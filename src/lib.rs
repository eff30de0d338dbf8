pub mod cli;
pub mod config;
pub mod error;
pub mod extractor;
pub mod fixer;
pub mod ui;

// Public API re-exports
pub use cli::{Cli, Commands, OutputFormat};
pub use config::{CliOverrides, Config, ExtractConfig, FixConfig};
pub use error::{Result, SalvageError, UserFriendlyError};

// Core functionality re-exports
pub use extractor::{extract_table, DisplayLimits, InspectReport, TableCount, TableSnapshot};
pub use fixer::{fix_file, fix_source, FileOutcome, FixReport};
pub use ui::{OutputFormatter, OutputMode};

use chrono::Utc;
use extractor::report;

/// Main library interface: holds the resolved configuration and the output
/// formatter, and runs the two maintenance operations.
pub struct Salvage {
    config: Config,
    output_formatter: OutputFormatter,
}

impl Salvage {
    pub fn new(config: Config, output_mode: OutputMode, verbose: u8, quiet: bool) -> Self {
        let output_formatter = OutputFormatter::new(output_mode, verbose, quiet);

        Self {
            config,
            output_formatter,
        }
    }

    /// Create a Salvage instance from parsed CLI arguments.
    pub fn from_cli(cli_args: &Cli) -> Result<Self> {
        let config = cli_args.load_config()?;
        let output_mode = match cli_args.output_format {
            OutputFormat::Human => OutputMode::Human,
            OutputFormat::Json => OutputMode::Json,
            OutputFormat::Plain => OutputMode::Plain,
        };

        Ok(Self::new(
            config,
            output_mode,
            cli_args.verbosity_level(),
            cli_args.quiet,
        ))
    }

    /// Read the configured dump file and walk the configured table list:
    /// preview each table that is present, warn about each that is not,
    /// print row-by-row detail for the detail table, and close with row
    /// counts sorted descending. An unreadable dump is fatal; a missing
    /// table never is.
    pub fn inspect_dump(&self) -> Result<InspectReport> {
        let extract = &self.config.extract;
        let dump_path = extract.dump_path.display().to_string();

        self.output_formatter.start_operation("Inspecting dump file");

        let dump = std::fs::read_to_string(&extract.dump_path).map_err(|source| {
            SalvageError::DumpUnreadable {
                path: dump_path.clone(),
                source,
            }
        })?;

        self.output_formatter
            .info(&format!("Loaded {} ({} bytes)", dump_path, dump.len()));

        let limits = DisplayLimits::from(extract);
        let mut missing = Vec::new();

        for table in &extract.tables {
            match extract_table(&dump, table)? {
                Some(snapshot) => {
                    self.output_formatter
                        .print_lines(&report::preview_lines(&snapshot, &limits));
                }
                None => {
                    missing.push(table.clone());
                    self.output_formatter
                        .warning(&format!("Table not found in dump: {}", table));
                }
            }
        }

        if let Some(ref detail_table) = extract.detail_table {
            if let Some(snapshot) = extract_table(&dump, detail_table)? {
                self.output_formatter
                    .print_lines(&report::detail_lines(&snapshot, extract.detail_columns));
            }
        }

        // Second extraction pass purely for the closing count summary.
        let mut counts = Vec::new();
        for table in &extract.tables {
            if let Some(snapshot) = extract_table(&dump, table)? {
                counts.push(TableCount {
                    table: table.clone(),
                    rows: snapshot.row_count(),
                });
            }
        }
        self.output_formatter
            .print_lines(&report::summary_lines(&counts));

        Ok(InspectReport {
            dump_path,
            dump_bytes: dump.len() as u64,
            generated_at: Utc::now(),
            tables: counts,
            missing,
        })
    }

    /// Walk the configured file list under the configured base directory
    /// and patch each file's `reply.send({` blocks. Entries that do not
    /// exist on disk are skipped without a warning; the changed counter
    /// only ever counts files whose content actually differed.
    pub fn fix_replies(&self, dry_run: bool) -> Result<FixReport> {
        let fix = &self.config.fix;

        if !fix.base_directory.is_dir() {
            return Err(SalvageError::InvalidPath {
                path: fix.base_directory.display().to_string(),
            });
        }

        self.output_formatter
            .start_operation("Scanning route files for reply.send bracket mismatches");

        let mut outcomes = Vec::new();
        let mut changed = 0usize;

        for name in &fix.files {
            let path = fix.base_directory.join(name);

            if !path.exists() {
                self.output_formatter
                    .debug(&format!("Skipping missing file: {}", path.display()));
                continue;
            }

            let outcome = if dry_run {
                let content = std::fs::read_to_string(&path)?;
                let (_, patched_lines) = fix_source(&content);
                FileOutcome {
                    file: name.clone(),
                    changed: patched_lines > 0,
                    patched_lines,
                }
            } else {
                fix_file(&path)?
            };

            if outcome.changed {
                changed += 1;
                self.output_formatter.success(&format!(
                    "{}: {} line{} {}",
                    name,
                    outcome.patched_lines,
                    if outcome.patched_lines == 1 { "" } else { "s" },
                    if dry_run { "would be rewritten" } else { "rewritten" }
                ));
            } else {
                self.output_formatter.debug(&format!("{}: not modified", name));
            }

            outcomes.push(outcome);
        }

        Ok(FixReport {
            base_directory: fix.base_directory.display().to_string(),
            generated_at: Utc::now(),
            examined: outcomes.len(),
            changed,
            dry_run,
            files: outcomes,
        })
    }

    /// Generate sample configuration file
    pub fn generate_sample_config<P: AsRef<std::path::Path>>(output_path: P) -> Result<()> {
        let sample_config = Config::create_sample_config();
        std::fs::write(output_path.as_ref(), sample_config).map_err(SalvageError::Io)?;
        Ok(())
    }

    pub fn config(&self) -> &Config {
        &self.config
    }

    pub fn output_formatter(&self) -> &OutputFormatter {
        &self.output_formatter
    }

    /// Handle error with user-friendly output
    pub fn handle_error(&self, error: &SalvageError) {
        self.output_formatter.print_user_friendly_error(error);
    }
}

/// Get version information
pub fn version_info() -> &'static str {
    env!("CARGO_PKG_VERSION")
}
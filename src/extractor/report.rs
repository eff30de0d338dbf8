use crate::config::ExtractConfig;
use crate::extractor::dump::{TableSnapshot, NULL_TOKEN};
use chrono::{DateTime, Utc};
use serde::Serialize;

/// Values longer than this are shortened for the single-line preview.
const TRUNCATE_AT: usize = 30;
const TRUNCATE_KEEP: usize = 27;

#[derive(Debug, Clone, Copy)]
pub struct DisplayLimits {
    pub row_limit: usize,
    pub column_limit: usize,
    pub detail_columns: usize,
}

impl From<&ExtractConfig> for DisplayLimits {
    fn from(config: &ExtractConfig) -> Self {
        Self {
            row_limit: config.row_limit,
            column_limit: config.column_limit,
            detail_columns: config.detail_columns,
        }
    }
}

/// Machine-readable result of one inspection run, emitted as-is in JSON
/// output mode.
#[derive(Debug, Clone, Serialize)]
pub struct InspectReport {
    pub dump_path: String,
    pub dump_bytes: u64,
    pub generated_at: DateTime<Utc>,
    pub tables: Vec<TableCount>,
    pub missing: Vec<String>,
}

#[derive(Debug, Clone, Serialize)]
pub struct TableCount {
    pub table: String,
    pub rows: usize,
}

/// Console form of a single field: `\N` becomes `NULL`, anything over 30
/// characters is cut to 27 plus an ellipsis.
pub fn format_value(raw: &str) -> String {
    if raw == NULL_TOKEN {
        return "NULL".to_string();
    }

    // Count characters, not bytes: dump values are UTF-8 text.
    if raw.chars().count() > TRUNCATE_AT {
        let kept: String = raw.chars().take(TRUNCATE_KEEP).collect();
        format!("{}...", kept)
    } else {
        raw.to_string()
    }
}

/// Render a table preview: banner, up to `row_limit` enumerated rows
/// showing the first `column_limit` fields, and a remainder note.
pub fn preview_lines(snapshot: &TableSnapshot, limits: &DisplayLimits) -> Vec<String> {
    let mut lines = Vec::new();

    if snapshot.rows.is_empty() {
        lines.push(format!("{}: no data", snapshot.name.to_uppercase()));
        return lines;
    }

    lines.push(format!(
        "=== {} ({} rows) ===",
        snapshot.name.to_uppercase(),
        snapshot.row_count()
    ));

    for (index, row) in snapshot.rows.iter().take(limits.row_limit).enumerate() {
        let shown: Vec<String> = row
            .iter()
            .take(limits.column_limit)
            .map(|value| format_value(value))
            .collect();
        lines.push(format!("  {}. {}", index + 1, shown.join(" | ")));
    }

    if snapshot.row_count() > limits.row_limit {
        lines.push(format!(
            "  ... and {} more rows",
            snapshot.row_count() - limits.row_limit
        ));
    }

    lines
}

/// Render the per-row detail pass: one block per row, `column: value` for
/// the first `detail_columns` columns. Short rows fill in `N/A`.
pub fn detail_lines(snapshot: &TableSnapshot, detail_columns: usize) -> Vec<String> {
    let mut lines = Vec::new();

    for (index, row) in snapshot.rows.iter().enumerate() {
        lines.push(format!("--- {} #{} ---", snapshot.name, index + 1));
        for (col_index, column) in snapshot.columns.iter().take(detail_columns).enumerate() {
            let value = match row.get(col_index) {
                Some(value) if value == NULL_TOKEN => "NULL".to_string(),
                Some(value) => value.clone(),
                None => "N/A".to_string(),
            };
            lines.push(format!("  {}: {}", column, value));
        }
    }

    lines
}

/// Render the closing `table: count` summary, sorted by count descending.
pub fn summary_lines(counts: &[TableCount]) -> Vec<String> {
    let mut sorted: Vec<&TableCount> = counts.iter().collect();
    sorted.sort_by(|a, b| b.rows.cmp(&a.rows));

    let mut lines = vec!["Row counts:".to_string()];
    for count in sorted {
        lines.push(format!("  {}: {}", count.table, count.rows));
    }
    lines
}

#[cfg(test)]
mod tests {
    use super::*;

    fn snapshot() -> TableSnapshot {
        TableSnapshot {
            name: "users".to_string(),
            columns: vec!["id".to_string(), "name".to_string(), "email".to_string()],
            rows: vec![
                vec!["1".to_string(), "Alice".to_string(), "a@example.com".to_string()],
                vec!["2".to_string(), r"\N".to_string()],
            ],
        }
    }

    #[test]
    fn test_format_value_null() {
        assert_eq!(format_value(r"\N"), "NULL");
    }

    #[test]
    fn test_format_value_truncation() {
        let long = "x".repeat(31);
        let formatted = format_value(&long);
        assert_eq!(formatted, format!("{}...", "x".repeat(27)));

        let exact = "y".repeat(30);
        assert_eq!(format_value(&exact), exact);
    }

    #[test]
    fn test_format_value_multibyte() {
        let long = "é".repeat(40);
        let formatted = format_value(&long);
        assert_eq!(formatted.chars().count(), 30); // 27 kept + "..."
    }

    #[test]
    fn test_preview_banner_and_null() {
        let limits = DisplayLimits {
            row_limit: 10,
            column_limit: 5,
            detail_columns: 10,
        };
        let lines = preview_lines(&snapshot(), &limits);
        assert_eq!(lines[0], "=== USERS (2 rows) ===");
        assert_eq!(lines[1], "  1. 1 | Alice | a@example.com");
        assert_eq!(lines[2], "  2. 2 | NULL");
    }

    #[test]
    fn test_preview_row_limit_and_remainder() {
        let mut snap = snapshot();
        snap.rows = (0..14)
            .map(|i| vec![i.to_string(), format!("user{}", i)])
            .collect();
        let limits = DisplayLimits {
            row_limit: 10,
            column_limit: 5,
            detail_columns: 10,
        };
        let lines = preview_lines(&snap, &limits);
        // banner + 10 rows + remainder note
        assert_eq!(lines.len(), 12);
        assert_eq!(lines.last().unwrap(), "  ... and 4 more rows");
    }

    #[test]
    fn test_preview_empty_table() {
        let mut snap = snapshot();
        snap.rows.clear();
        let limits = DisplayLimits {
            row_limit: 10,
            column_limit: 5,
            detail_columns: 10,
        };
        let lines = preview_lines(&snap, &limits);
        assert_eq!(lines, vec!["USERS: no data"]);
    }

    #[test]
    fn test_detail_placeholders() {
        let lines = detail_lines(&snapshot(), 10);
        assert!(lines.contains(&"--- users #2 ---".to_string()));
        assert!(lines.contains(&"  name: NULL".to_string()));
        assert!(lines.contains(&"  email: N/A".to_string()));
    }

    #[test]
    fn test_detail_column_cap() {
        let lines = detail_lines(&snapshot(), 1);
        // 2 rows, 1 header + 1 column line each
        assert_eq!(lines.len(), 4);
    }

    #[test]
    fn test_summary_sorted_descending() {
        let counts = vec![
            TableCount {
                table: "users".to_string(),
                rows: 3,
            },
            TableCount {
                table: "rentals".to_string(),
                rows: 42,
            },
            TableCount {
                table: "empty".to_string(),
                rows: 0,
            },
        ];
        let lines = summary_lines(&counts);
        assert_eq!(
            lines,
            vec!["Row counts:", "  rentals: 42", "  users: 3", "  empty: 0"]
        );
    }
}
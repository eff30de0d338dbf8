pub mod dump;
pub mod report;

pub use dump::{extract_table, TableSnapshot, NULL_TOKEN};
pub use report::{format_value, DisplayLimits, InspectReport, TableCount};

========================

Description of the task.
From the records given above, copy all lines containing "struct".

Written solution.
pub struct Salvage {
pub struct DisplayLimits {
pub struct InspectReport {
pub struct TableCount {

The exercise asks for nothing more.